Segment Open

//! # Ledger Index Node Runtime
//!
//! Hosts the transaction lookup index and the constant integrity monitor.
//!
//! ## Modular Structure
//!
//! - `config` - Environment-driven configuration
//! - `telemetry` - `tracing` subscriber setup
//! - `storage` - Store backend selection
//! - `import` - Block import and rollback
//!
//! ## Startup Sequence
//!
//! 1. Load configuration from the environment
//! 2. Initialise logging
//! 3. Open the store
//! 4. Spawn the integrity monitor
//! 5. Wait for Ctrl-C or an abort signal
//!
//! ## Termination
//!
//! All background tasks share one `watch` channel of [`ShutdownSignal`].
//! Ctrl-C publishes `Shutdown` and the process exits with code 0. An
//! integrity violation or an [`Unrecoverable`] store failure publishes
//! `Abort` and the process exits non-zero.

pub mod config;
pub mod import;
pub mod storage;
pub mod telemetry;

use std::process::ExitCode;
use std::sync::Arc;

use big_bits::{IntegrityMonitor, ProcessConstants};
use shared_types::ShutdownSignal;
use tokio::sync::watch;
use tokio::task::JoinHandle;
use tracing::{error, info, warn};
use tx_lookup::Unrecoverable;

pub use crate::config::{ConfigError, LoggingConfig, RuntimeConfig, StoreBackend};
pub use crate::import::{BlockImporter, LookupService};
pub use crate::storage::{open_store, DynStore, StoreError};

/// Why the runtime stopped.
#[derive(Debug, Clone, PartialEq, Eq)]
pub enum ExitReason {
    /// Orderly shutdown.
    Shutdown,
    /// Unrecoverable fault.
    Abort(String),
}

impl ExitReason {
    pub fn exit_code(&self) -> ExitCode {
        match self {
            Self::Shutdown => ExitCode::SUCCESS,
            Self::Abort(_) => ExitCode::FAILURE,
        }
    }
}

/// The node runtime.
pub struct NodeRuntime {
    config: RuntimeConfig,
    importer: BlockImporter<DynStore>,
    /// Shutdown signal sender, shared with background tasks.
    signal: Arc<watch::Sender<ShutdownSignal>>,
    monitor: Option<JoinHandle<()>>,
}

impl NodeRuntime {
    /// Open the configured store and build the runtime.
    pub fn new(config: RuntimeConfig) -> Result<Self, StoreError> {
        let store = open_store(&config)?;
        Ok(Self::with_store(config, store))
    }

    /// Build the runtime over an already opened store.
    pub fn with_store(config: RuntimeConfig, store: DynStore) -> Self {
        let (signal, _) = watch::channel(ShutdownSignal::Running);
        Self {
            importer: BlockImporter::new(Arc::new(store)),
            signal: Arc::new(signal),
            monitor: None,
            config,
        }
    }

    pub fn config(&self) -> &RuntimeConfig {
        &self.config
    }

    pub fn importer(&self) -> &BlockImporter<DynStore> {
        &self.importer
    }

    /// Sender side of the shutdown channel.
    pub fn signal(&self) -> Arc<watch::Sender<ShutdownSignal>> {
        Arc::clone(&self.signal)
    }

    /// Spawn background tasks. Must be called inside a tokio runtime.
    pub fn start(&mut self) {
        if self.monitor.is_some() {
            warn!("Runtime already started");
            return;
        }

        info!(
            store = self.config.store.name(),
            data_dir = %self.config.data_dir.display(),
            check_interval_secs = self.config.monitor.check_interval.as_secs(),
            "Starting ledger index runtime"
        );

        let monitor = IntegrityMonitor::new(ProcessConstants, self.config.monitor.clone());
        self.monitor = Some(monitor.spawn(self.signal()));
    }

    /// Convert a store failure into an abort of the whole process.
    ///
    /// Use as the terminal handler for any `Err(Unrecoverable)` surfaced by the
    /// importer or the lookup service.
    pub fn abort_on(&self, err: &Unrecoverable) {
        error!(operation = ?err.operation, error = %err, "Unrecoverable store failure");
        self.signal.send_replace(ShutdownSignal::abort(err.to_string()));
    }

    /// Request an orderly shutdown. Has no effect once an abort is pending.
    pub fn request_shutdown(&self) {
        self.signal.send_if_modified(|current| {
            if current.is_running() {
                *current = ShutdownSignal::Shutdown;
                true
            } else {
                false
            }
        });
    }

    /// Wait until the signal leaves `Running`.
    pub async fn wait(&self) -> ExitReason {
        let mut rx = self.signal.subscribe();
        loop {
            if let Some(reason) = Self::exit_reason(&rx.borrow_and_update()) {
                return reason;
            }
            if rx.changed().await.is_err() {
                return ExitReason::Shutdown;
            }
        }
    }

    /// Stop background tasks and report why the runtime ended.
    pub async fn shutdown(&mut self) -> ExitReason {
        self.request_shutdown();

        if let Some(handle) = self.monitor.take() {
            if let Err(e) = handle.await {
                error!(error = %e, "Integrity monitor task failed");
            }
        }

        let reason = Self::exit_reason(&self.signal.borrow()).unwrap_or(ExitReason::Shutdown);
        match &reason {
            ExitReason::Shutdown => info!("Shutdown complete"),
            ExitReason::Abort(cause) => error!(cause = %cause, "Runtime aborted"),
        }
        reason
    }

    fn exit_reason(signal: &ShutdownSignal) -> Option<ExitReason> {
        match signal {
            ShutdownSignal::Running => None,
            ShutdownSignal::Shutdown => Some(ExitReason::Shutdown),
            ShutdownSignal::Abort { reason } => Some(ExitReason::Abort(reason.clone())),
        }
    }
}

Segment Closed

Task
Looking through the records, copy out every line in which the word "telemetry" is found.

Written solution
//! - `telemetry` - `tracing` subscriber setup
pub mod telemetry;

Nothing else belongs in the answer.